O novo peptídeo não é o único trabalho do Laboratório de Venenos e Toxinas Animais (LVTA) que vem chamando a atenção de empresas de biotecnologia. A professora Maria Elena de Lima e sua equipe, em colaboração com pesquisadores de diversos departamentos da UFMG e de outras instituições brasileiras e com as universidades Católica de Leuven (Bélgica) e Aix Marseille University (França), têm-se dedicado a estudo sobre venenos e toxinas também para o desenvolvimento de analgésicos, antimicrobianos e inseticidas. Na mesma linha de investigação de drogas com atuação na disfunção erétil, estão em andamento estudos com outro peptídeo, obtido de uma espécie de taturana, em parceria com o Instituto Butantã.
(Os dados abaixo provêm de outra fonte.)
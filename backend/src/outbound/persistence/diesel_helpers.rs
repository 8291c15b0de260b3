//! Shared loading helpers for the Diesel repositories.
//!
//! Posts and comments are stored with foreign keys only; these helpers load
//! the referenced users and groups in one query each and assemble domain
//! values.

use std::collections::{HashMap, HashSet};

use diesel::prelude::*;
use diesel_async::{AsyncPgConnection, RunQueryDsl};
use uuid::Uuid;

use crate::domain::ports::RepositoryError;
use crate::domain::{Comment, Group, Post, User};

use super::diesel_basic_error_mapping::map_diesel_error;
use super::models::{CommentRow, GroupRow, PostRow, UserRow, comment_from_row, post_from_row};
use super::schema::{groups, users};

async fn load_users(
    conn: &mut AsyncPgConnection,
    ids: HashSet<Uuid>,
) -> Result<HashMap<Uuid, User>, RepositoryError> {
    if ids.is_empty() {
        return Ok(HashMap::new());
    }
    let rows: Vec<UserRow> = users::table
        .filter(users::id.eq_any(ids.into_iter().collect::<Vec<_>>()))
        .select(UserRow::as_select())
        .load(conn)
        .await
        .map_err(map_diesel_error)?;
    rows.into_iter()
        .map(|row| {
            let id = row.id;
            User::try_from(row).map(|user| (id, user))
        })
        .collect()
}

async fn load_groups(
    conn: &mut AsyncPgConnection,
    ids: HashSet<i64>,
) -> Result<HashMap<i64, Group>, RepositoryError> {
    if ids.is_empty() {
        return Ok(HashMap::new());
    }
    let rows: Vec<GroupRow> = groups::table
        .filter(groups::id.eq_any(ids.into_iter().collect::<Vec<_>>()))
        .select(GroupRow::as_select())
        .load(conn)
        .await
        .map_err(map_diesel_error)?;
    rows.into_iter()
        .map(|row| {
            let id = row.id;
            Group::try_from(row).map(|group| (id, group))
        })
        .collect()
}

fn missing_author(id: Uuid) -> RepositoryError {
    RepositoryError::query(format!("author {id} referenced but not found"))
}

/// Attach authors and groups to post rows, preserving row order.
pub(super) async fn hydrate_posts(
    conn: &mut AsyncPgConnection,
    rows: Vec<PostRow>,
) -> Result<Vec<Post>, RepositoryError> {
    let authors = load_users(conn, rows.iter().map(|row| row.author_id).collect()).await?;
    let groups = load_groups(conn, rows.iter().filter_map(|row| row.group_id).collect()).await?;

    rows.into_iter()
        .map(|row| {
            let author = authors
                .get(&row.author_id)
                .cloned()
                .ok_or_else(|| missing_author(row.author_id))?;
            // A group deleted concurrently reads as no group.
            let group = row.group_id.and_then(|id| groups.get(&id)).cloned();
            post_from_row(row, author, group)
        })
        .collect()
}

/// Attach authors to comment rows, preserving row order.
pub(super) async fn hydrate_comments(
    conn: &mut AsyncPgConnection,
    rows: Vec<CommentRow>,
) -> Result<Vec<Comment>, RepositoryError> {
    let authors = load_users(conn, rows.iter().map(|row| row.author_id).collect()).await?;
    rows.into_iter()
        .map(|row| {
            let author = authors
                .get(&row.author_id)
                .cloned()
                .ok_or_else(|| missing_author(row.author_id))?;
            comment_from_row(row, author)
        })
        .collect()
}

/// Hydrate exactly one post row.
pub(super) async fn hydrate_post(
    conn: &mut AsyncPgConnection,
    row: PostRow,
) -> Result<Post, RepositoryError> {
    hydrate_posts(conn, vec![row])
        .await?
        .pop()
        .ok_or_else(|| RepositoryError::query("post row vanished during hydration"))
}
//! PostgreSQL-backed `CommentRepository`.

use async_trait::async_trait;
use diesel::prelude::*;
use diesel_async::RunQueryDsl;

use crate::domain::ports::{CommentRepository, NewComment, RepositoryError};
use crate::domain::{Comment, PostId};

use super::diesel_basic_error_mapping::{map_diesel_error, map_pool_error};
use super::diesel_helpers::hydrate_comments;
use super::models::{CommentRow, NewCommentRow};
use super::pool::DbPool;
use super::schema::comments;

/// Diesel-backed comment repository.
#[derive(Clone)]
pub struct DieselCommentRepository {
    pool: DbPool,
}

impl DieselCommentRepository {
    pub fn new(pool: DbPool) -> Self {
        Self { pool }
    }
}

#[async_trait]
impl CommentRepository for DieselCommentRepository {
    async fn list_for_post(&self, post: PostId) -> Result<Vec<Comment>, RepositoryError> {
        let mut conn = self.pool.get().await.map_err(map_pool_error)?;
        let rows: Vec<CommentRow> = comments::table
            .filter(comments::post_id.eq(post.get()))
            .order_by((comments::created.asc(), comments::id.asc()))
            .select(CommentRow::as_select())
            .load(&mut conn)
            .await
            .map_err(map_diesel_error)?;
        hydrate_comments(&mut conn, rows).await
    }

    async fn insert(&self, comment: &NewComment) -> Result<Comment, RepositoryError> {
        let mut conn = self.pool.get().await.map_err(map_pool_error)?;
        let row: CommentRow = diesel::insert_into(comments::table)
            .values(NewCommentRow {
                post_id: comment.post.get(),
                author_id: *comment.author.as_uuid(),
                text: comment.text.as_str(),
                created: comment.created,
            })
            .returning(CommentRow::as_returning())
            .get_result(&mut conn)
            .await
            .map_err(map_diesel_error)?;
        hydrate_comments(&mut conn, vec![row])
            .await?
            .pop()
            .ok_or_else(|| RepositoryError::query("comment row vanished during hydration"))
    }
}
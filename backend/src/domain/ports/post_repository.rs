//! Port abstraction for post persistence.
//!
//! Listing is always newest first; posts sharing a timestamp come back in
//! insertion order.
use async_trait::async_trait;
use chrono::{DateTime, Utc};

use crate::domain::{GroupId, ImageRef, Post, PostId, PostText, UserId};

use super::RepositoryError;

/// Which posts a listing covers.
#[derive(Debug, Clone, Copy, PartialEq, Eq)]
pub enum PostFilter {
    /// Every post.
    All,
    /// Posts in one group.
    Group(GroupId),
    /// Posts by one author.
    Author(UserId),
    /// Posts by any author the given user follows.
    FollowedBy(UserId),
}

/// Fields of a post about to be inserted.
#[derive(Debug, Clone, PartialEq, Eq)]
pub struct NewPost {
    pub text: PostText,
    pub pub_date: DateTime<Utc>,
    pub author: UserId,
    pub group: Option<GroupId>,
    pub image: Option<ImageRef>,
}

/// Replacement values for an edited post.
///
/// `group` is written as given, so `None` clears it. `image` of `None` keeps
/// the stored image.
#[derive(Debug, Clone, PartialEq, Eq)]
pub struct PostChanges {
    pub text: PostText,
    pub group: Option<GroupId>,
    pub image: Option<ImageRef>,
}

#[cfg_attr(test, mockall::automock)]
#[async_trait]
pub trait PostRepository: Send + Sync {
    /// Number of posts matching `filter`.
    async fn count(&self, filter: &PostFilter) -> Result<usize, RepositoryError>;

    /// One slice of the posts matching `filter`, newest first.
    async fn list(
        &self,
        filter: &PostFilter,
        offset: usize,
        limit: usize,
    ) -> Result<Vec<Post>, RepositoryError>;

    /// Fetch a post by identifier.
    async fn find(&self, id: PostId) -> Result<Option<Post>, RepositoryError>;

    /// Store a new post and return it as stored.
    async fn insert(&self, post: &NewPost) -> Result<Post, RepositoryError>;

    /// Apply `changes` to a post, returning the updated post or `None` when
    /// it does not exist.
    async fn update(
        &self,
        id: PostId,
        changes: &PostChanges,
    ) -> Result<Option<Post>, RepositoryError>;

    /// Remove a post and its comments.
    ///
    /// Returns `false` when no such post exists.
    async fn delete(&self, id: PostId) -> Result<bool, RepositoryError>;
}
“Começamos estudando apenas toxinas com neurotoxicidade, como aquelas que agem nos canais iônicos, mas os venenos são ricos coquetéis de substâncias. Para aproveitar todo esse potencial, ampliamos nossas linhas de atuação, buscando estudar novas atividades e substâncias com aplicações em biotecnologia e terapêutica”, explica a professora.

Segundo ela, uma das abordagens inovadoras dos trabalhos realizados por sua equipe inclui a síntese das moléculas de interesse, baseando-se também em estudos de bioinformática, como os citados pelo professor Palma, reduzindo seus tamanhos e, em muitos casos, modificando suas sequências de aminoácidos, com remoções, substituições ou inserções de outros tipos. “Isso torna essas moléculas, muitas vezes, mais simples de ser estudadas, diminui custos na síntese em escala, pode levar ao aumento de absorção pelo organismo e até de suas atividades biológicas, características positivas na obtenção de possíveis fármacos”, enumera.

Para Maria Elena Lima, “cabe aos cientistas estudar a biodiversidade com critério, evidenciando suas potencialidades para o bem do homem, dos animais e do meio ambiente, concorrendo, ainda, para a maior valorização e preservação da natureza”.